The enzyme carboxylesterase (or carboxylic-ester hydrolase, EC 3.1.1.1; systematic name carboxylic-ester hydrolase) catalyzes reactions of the following form:

a carboxylic ester + H2O  an alcohol + a carboxylate

Most enzymes from this group are serine hydrolases belonging to the superfamily of proteins with α/β hydrolase fold. Some exceptions include an esterase with β-lactamase-like structure ().

Carboxylesterases are widely distributed in nature, and are common in mammalian liver. Many participate in phase I metabolism of xenobiotics such as toxins or drugs; the resulting carboxylates are then conjugated by other enzymes to increase solubility and eventually excreted. The essential polyunsaturated fatty acid arachidonic acid (AA C20H32O2; 20:4, n-6), formed by the synthesis from dietary linoleic acid (LA: C18H32O2 18:2, n-6), has a role as a human carboxylesterase inhibitor.

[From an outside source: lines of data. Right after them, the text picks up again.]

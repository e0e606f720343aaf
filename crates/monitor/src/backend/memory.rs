//! Scripted in-memory backend for tests and local runs.
//!
//! Each submission consumes the next queued [`SagaScript`]; each status poll
//! replays the next [`ScriptFrame`] of that script, repeating the last
//! snapshot once the script runs out.

use std::collections::{HashMap, VecDeque};
use std::sync::{Arc, PoisonError, RwLock, RwLockReadGuard, RwLockWriteGuard};
use std::time::Duration;

use async_trait::async_trait;
use common::SagaId;
use domain::{OrderRequest, OrderType, SagaSnapshot, SagaStatus, StepId, StepRegistry};

use super::{BackendError, SagaBackend};

/// One scripted backend answer.
#[derive(Debug, Clone, PartialEq)]
pub enum ScriptFrame {
    /// Answer with a snapshot.
    Snapshot {
        status: SagaStatus,
        current_step: Option<StepId>,
        completed: Vec<StepId>,
        failure_reason: Option<String>,
    },
    /// Fail the request.
    Error(BackendError),
}

impl ScriptFrame {
    /// A snapshot with the given status and completed steps.
    pub fn progress<I, S>(status: SagaStatus, completed: I) -> Self
    where
        I: IntoIterator<Item = S>,
        S: Into<StepId>,
    {
        ScriptFrame::Snapshot {
            status,
            current_step: None,
            completed: completed.into_iter().map(Into::into).collect(),
            failure_reason: None,
        }
    }

    /// A snapshot with the given status and no progress.
    pub fn status(status: SagaStatus) -> Self {
        Self::progress(status, Vec::<StepId>::new())
    }

    /// A transport failure.
    pub fn transport_error(message: impl Into<String>) -> Self {
        ScriptFrame::Error(BackendError::Transport(message.into()))
    }

    /// Sets the current step of a snapshot frame.
    pub fn with_current_step(mut self, step: impl Into<StepId>) -> Self {
        if let ScriptFrame::Snapshot { current_step, .. } = &mut self {
            *current_step = Some(step.into());
        }
        self
    }

    /// Sets the failure reason of a snapshot frame.
    pub fn with_failure_reason(mut self, reason: impl Into<String>) -> Self {
        if let ScriptFrame::Snapshot { failure_reason, .. } = &mut self {
            *failure_reason = Some(reason.into());
        }
        self
    }

    fn materialize(
        self,
        saga_id: &SagaId,
        order_type: OrderType,
    ) -> Result<SagaSnapshot, BackendError> {
        match self {
            ScriptFrame::Snapshot {
                status,
                current_step,
                completed,
                failure_reason,
            } => Ok(SagaSnapshot {
                saga_id: saga_id.clone(),
                status,
                current_step,
                completed_steps: completed,
                failure_reason,
                order_type: Some(order_type),
                execution_price: None,
            }),
            ScriptFrame::Error(err) => Err(err),
        }
    }
}

/// The answers the backend gives for one submitted saga.
#[derive(Debug, Clone)]
pub struct SagaScript {
    saga_id: Option<SagaId>,
    initial: ScriptFrame,
    frames: VecDeque<ScriptFrame>,
    on_cancel: Option<Vec<ScriptFrame>>,
}

impl SagaScript {
    /// A script that answers the submit with `SUBMITTED` and has no polls yet.
    pub fn new() -> Self {
        Self {
            saga_id: None,
            initial: ScriptFrame::status(SagaStatus::Submitted),
            frames: VecDeque::new(),
            on_cancel: None,
        }
    }

    /// Uses a fixed saga id instead of a generated one.
    pub fn with_saga_id(mut self, saga_id: impl Into<SagaId>) -> Self {
        self.saga_id = Some(saga_id.into());
        self
    }

    /// Replaces the answer to the submit request.
    pub fn starting_with(mut self, frame: ScriptFrame) -> Self {
        self.initial = frame;
        self
    }

    /// Appends the answer to the next status poll.
    pub fn then(mut self, frame: ScriptFrame) -> Self {
        self.frames.push_back(frame);
        self
    }

    /// Frames that replace the remaining script once the saga is cancelled.
    /// The first one answers the cancel request itself.
    pub fn on_cancel(mut self, frames: Vec<ScriptFrame>) -> Self {
        self.on_cancel = Some(frames);
        self
    }

    /// Walks every forward step of the registry, `per_poll` at a time, and
    /// finishes with `COMPLETED`.
    pub fn completes_all_steps(registry: &StepRegistry, per_poll: usize) -> Self {
        let ids = registry.forward_ids();
        let mut script = Self::new();
        let mut done: Vec<StepId> = Vec::new();
        for chunk in ids.chunks(per_poll.max(1)) {
            done.extend(chunk.iter().cloned());
            let status = if done.len() == ids.len() {
                SagaStatus::Completed
            } else {
                SagaStatus::InProgress
            };
            script = script.then(ScriptFrame::progress(status, done.clone()));
        }
        script
    }
}

impl Default for SagaScript {
    fn default() -> Self {
        Self::new()
    }
}

#[derive(Debug)]
struct SagaRun {
    order_type: OrderType,
    frames: VecDeque<ScriptFrame>,
    on_cancel: Option<Vec<ScriptFrame>>,
    last: SagaSnapshot,
}

impl SagaRun {
    fn next(&mut self, saga_id: &SagaId) -> Result<SagaSnapshot, BackendError> {
        match self.frames.pop_front() {
            Some(frame) => {
                let snapshot = frame.materialize(saga_id, self.order_type)?;
                self.last = snapshot.clone();
                Ok(snapshot)
            }
            None => Ok(self.last.clone()),
        }
    }

    fn default_cancellation(&self) -> Vec<ScriptFrame> {
        vec![
            ScriptFrame::progress(SagaStatus::Compensating, self.last.completed_steps.clone()),
            ScriptFrame::progress(
                SagaStatus::CompensationCompleted,
                self.last.completed_steps.clone(),
            )
            .with_failure_reason("Order cancelled by user"),
        ]
    }
}

#[derive(Debug, Default)]
struct InMemoryBackendState {
    queued: VecDeque<SagaScript>,
    runs: HashMap<SagaId, SagaRun>,
    submitted: Vec<OrderRequest>,
    fail_on_submit: Option<BackendError>,
    fail_on_cancel: Option<BackendError>,
    latency: Duration,
    status_calls: usize,
    cancel_calls: usize,
}

/// In-memory saga backend for testing.
#[derive(Debug, Clone, Default)]
pub struct InMemorySagaBackend {
    state: Arc<RwLock<InMemoryBackendState>>,
}

impl InMemorySagaBackend {
    /// Creates a backend with no scripts queued.
    pub fn new() -> Self {
        Self::default()
    }

    fn read(&self) -> RwLockReadGuard<'_, InMemoryBackendState> {
        self.state.read().unwrap_or_else(PoisonError::into_inner)
    }

    fn write(&self) -> RwLockWriteGuard<'_, InMemoryBackendState> {
        self.state.write().unwrap_or_else(PoisonError::into_inner)
    }

    /// Queues the script for the next submission. Unscripted submissions get
    /// a saga that stays `SUBMITTED`.
    pub fn push_script(&self, script: SagaScript) {
        self.write().queued.push_back(script);
    }

    /// Makes every submit fail with `error` (or succeed again with `None`).
    pub fn set_fail_on_submit(&self, error: Option<BackendError>) {
        self.write().fail_on_submit = error;
    }

    /// Makes every cancel fail with `error` (or succeed again with `None`).
    pub fn set_fail_on_cancel(&self, error: Option<BackendError>) {
        self.write().fail_on_cancel = error;
    }

    /// Delays every answer, to simulate a slow backend.
    pub fn set_latency(&self, latency: Duration) {
        self.write().latency = latency;
    }

    async fn delay(&self) {
        let latency = self.read().latency;
        if !latency.is_zero() {
            tokio::time::sleep(latency).await;
        }
    }

    /// Orders received so far.
    pub fn submitted(&self) -> Vec<OrderRequest> {
        self.read().submitted.clone()
    }

    /// Number of status requests served.
    pub fn status_calls(&self) -> usize {
        self.read().status_calls
    }

    /// Number of cancel requests served.
    pub fn cancel_calls(&self) -> usize {
        self.read().cancel_calls
    }
}

#[async_trait]
impl SagaBackend for InMemorySagaBackend {
    async fn submit(&self, request: &OrderRequest) -> Result<SagaSnapshot, BackendError> {
        self.delay().await;
        let mut state = self.write();

        if let Some(err) = state.fail_on_submit.clone() {
            return Err(err);
        }

        let script = state.queued.pop_front().unwrap_or_default();
        let saga_id = script.saga_id.unwrap_or_else(SagaId::generate);
        let last = script.initial.materialize(&saga_id, request.order_type)?;

        state.submitted.push(request.clone());
        state.runs.insert(
            saga_id,
            SagaRun {
                order_type: request.order_type,
                frames: script.frames,
                on_cancel: script.on_cancel,
                last: last.clone(),
            },
        );

        Ok(last)
    }

    async fn status(&self, saga_id: &SagaId) -> Result<SagaSnapshot, BackendError> {
        self.delay().await;
        let mut state = self.write();
        state.status_calls += 1;
        let run = state
            .runs
            .get_mut(saga_id)
            .ok_or_else(|| BackendError::Rejected {
                status: 404,
                message: format!("saga {saga_id} not found"),
            })?;
        run.next(saga_id)
    }

    async fn cancel(&self, saga_id: &SagaId) -> Result<SagaSnapshot, BackendError> {
        self.delay().await;
        let mut state = self.write();
        state.cancel_calls += 1;

        if let Some(err) = state.fail_on_cancel.clone() {
            return Err(err);
        }

        let run = state
            .runs
            .get_mut(saga_id)
            .ok_or_else(|| BackendError::Rejected {
                status: 404,
                message: format!("saga {saga_id} not found"),
            })?;

        if run.last.status.is_terminal() {
            return Err(BackendError::Rejected {
                status: 409,
                message: format!("saga {saga_id} already {}", run.last.status),
            });
        }

        let frames = run
            .on_cancel
            .take()
            .unwrap_or_else(|| run.default_cancellation());
        run.frames = frames.into();
        run.next(saga_id)
    }
}

#[cfg(test)]
mod tests {
    use domain::steps;

    use super::*;

    fn order() -> OrderRequest {
        OrderRequest::market("user-1", "acc-1", "AAPL", 5)
    }

    #[tokio::test]
    async fn test_script_is_replayed_then_last_snapshot_repeats() {
        let backend = InMemorySagaBackend::new();
        backend.push_script(
            SagaScript::new()
                .with_saga_id("saga-1")
                .then(ScriptFrame::progress(
                    SagaStatus::InProgress,
                    [steps::CREATE_ORDER],
                ))
                .then(ScriptFrame::progress(
                    SagaStatus::Completed,
                    [steps::CREATE_ORDER, steps::COMPLETE_SAGA],
                )),
        );

        let initial = backend.submit(&order()).await.unwrap();
        assert_eq!(initial.saga_id.as_str(), "saga-1");
        assert_eq!(initial.status, SagaStatus::Submitted);
        assert_eq!(initial.order_type, Some(OrderType::Market));

        let id = initial.saga_id;
        assert_eq!(backend.status(&id).await.unwrap().status, SagaStatus::InProgress);
        assert_eq!(backend.status(&id).await.unwrap().status, SagaStatus::Completed);
        assert_eq!(backend.status(&id).await.unwrap().status, SagaStatus::Completed);
        assert_eq!(backend.status_calls(), 3);
        assert_eq!(backend.submitted().len(), 1);
    }

    #[tokio::test]
    async fn test_scripted_transport_error() {
        let backend = InMemorySagaBackend::new();
        backend.push_script(SagaScript::new().then(ScriptFrame::transport_error("reset")));
        let id = backend.submit(&order()).await.unwrap().saga_id;

        assert_eq!(
            backend.status(&id).await,
            Err(BackendError::Transport("reset".to_string()))
        );
    }

    #[tokio::test]
    async fn test_default_cancellation_compensates() {
        let backend = InMemorySagaBackend::new();
        backend.push_script(SagaScript::new().then(ScriptFrame::progress(
            SagaStatus::InProgress,
            [steps::CREATE_ORDER, steps::RESERVE_FUNDS],
        )));
        let id = backend.submit(&order()).await.unwrap().saga_id;
        backend.status(&id).await.unwrap();

        let cancelled = backend.cancel(&id).await.unwrap();
        assert_eq!(cancelled.status, SagaStatus::Compensating);
        let finished = backend.status(&id).await.unwrap();
        assert_eq!(finished.status, SagaStatus::CompensationCompleted);
        assert!(finished.failure_reason.is_some());

        // Terminal sagas refuse cancellation.
        assert!(matches!(
            backend.cancel(&id).await,
            Err(BackendError::Rejected { status: 409, .. })
        ));
        assert_eq!(backend.cancel_calls(), 2);
    }

    #[tokio::test]
    async fn test_failure_toggles() {
        let backend = InMemorySagaBackend::new();
        backend.set_fail_on_submit(Some(BackendError::Rejected {
            status: 400,
            message: "market closed".into(),
        }));
        assert!(backend.submit(&order()).await.is_err());
        assert!(backend.submitted().is_empty());

        backend.set_fail_on_submit(None);
        let id = backend.submit(&order()).await.unwrap().saga_id;
        backend.set_fail_on_cancel(Some(BackendError::Transport("timeout".into())));
        assert!(backend.cancel(&id).await.is_err());
    }

    #[tokio::test]
    async fn test_unknown_saga_is_not_found() {
        let backend = InMemorySagaBackend::new();
        assert!(matches!(
            backend.status(&SagaId::new("nope")).await,
            Err(BackendError::Rejected { status: 404, .. })
        ));
    }

    #[test]
    fn test_completes_all_steps_script() {
        let registry = StepRegistry::default();
        let script = SagaScript::completes_all_steps(&registry, 5);
        assert_eq!(script.frames.len(), 3);
        match script.frames.back() {
            Some(ScriptFrame::Snapshot {
                status, completed, ..
            }) => {
                assert_eq!(*status, SagaStatus::Completed);
                assert_eq!(completed.len(), 14);
            }
            other => panic!("unexpected final frame: {other:?}"),
        }
    }
}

The carboxylesterase family of evolutionarily related proteins (those with clear sequence homology to each other) includes a number of proteins with different substrate specificities, such as acetylcholinesterases.

Examples 

 acetylcholinesterase
 ali-esterase,
 B-esterase,
 butyrate esterase,
 butyryl esterase,
carboxylesterase 1
carboxylesterase 2
carboxylesterase 3
 esterase A,
 esterase B,
 esterase D,
 methylbutyrase,
 methylbutyrate esterase,
 monobutyrase,
 procaine esterase,
 propionyl esterase,
 triacetin esterase,
 vitamin A esterase, and
 cocaine esterase

The last enzyme also participates in alkaloid biosynthesis.

Genes 

Humans genes that encode carboxylesterase enzymes include:
 CES1
 CES2
 CES3
 CES4
 CES7
 CES8

An approved nomenclature has been established for the five mammalian carboxylesterase gene families.